Há 2 600 brasileiros desfrutando do milagre econômico chinês. Conheça os desafios e as dificuldades de alguns deles

Por Anne Dias

Durante mais de uma década, o engenheiro mecânico Fernando Grangeiro, de 36 anos, trabalhou na Bosch no Brasil. Em 2002, ele decidiu candidatar-se para uma vaga na China e ficou com o cargo. Seus planos são de ficar por lá mais três anos. Fernando foi comandar a filial da multinacional alemã na cidade chinesa de Chuzhou. Assim como ele, outros 2 600 brasileiros foram participar do milagre econômico chinês, de acordo com o Itamaraty. Dos 87 executivos expatriados da Embraer em vários países, por exemplo, 11 desembarcaram em Harbin, onde está sua fábrica.

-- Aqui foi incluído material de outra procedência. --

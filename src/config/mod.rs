//! # Configuration Module
//!
//! 서비스 설정을 환경 변수 기반으로 중앙집중 관리하는 모듈입니다.
//! 설정값은 기동 시점에 `.env` 프로필 파일에서 로드됩니다.
//!
//! ## 모듈 구성
//!
//! - [`data_config`] - 실행 환경, 서버, MongoDB, bcrypt, CORS 설정
//! - [`auth_config`] - JWT 서명 키와 만료 기간 설정
//!
//! ## 환경 변수 설정 가이드
//!
//! ```bash
//! # 서버 설정
//! export HOST="0.0.0.0"
//! export PORT="3000"
//!
//! # MongoDB
//! export MONGODB_URI="mongodb://localhost:27017"
//! export DATABASE_NAME="geo_users"
//!
//! # JWT 설정 (프로덕션 필수)
//! export JWT_SECRET="your-super-secret-key"
//! export JWT_EXPIRATION_DAYS="1"
//!
//! # 선택 설정
//! export ENVIRONMENT="production"  # development, test, staging, production
//! export BCRYPT_COST="10"          # 4-15 범위
//! export CORS_ALLOWED_ORIGINS="https://app.example.com"
//! ```

pub mod data_config;
pub mod auth_config;

pub use data_config::*;
pub use auth_config::*;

No caso de Fernando, duas razões explicam a escolha para liderar o chão de fábrica da Bosch em Chuzhou. A primeira foi a disposição dos alemães para contratar um brasileiro para a nova filial. O que fazia todo sentido, já que a unidade iria fabricar injetores e bombas movidos a diesel semelhantes aos feitos por aqui. A segunda razão teve a ver com o perfil de Fernando. Além da familiaridade com o produto, ele é fluente em inglês, tem experiência como líder e ampla bagagem técnica. Além disso, já havia morado na Alemanha por dois anos e não tinha filhos na época. Com tantos pontos positivos, Fernando passou com tranqüilidade pelo processo de seleção. 'A China está fervilhando de oportunidades de negócios', diz o engenheiro. 'O país recebeu o maior investimento da Bosch no mundo, e sempre achei que seria uma experiência fantástica.' Tem sido mesmo.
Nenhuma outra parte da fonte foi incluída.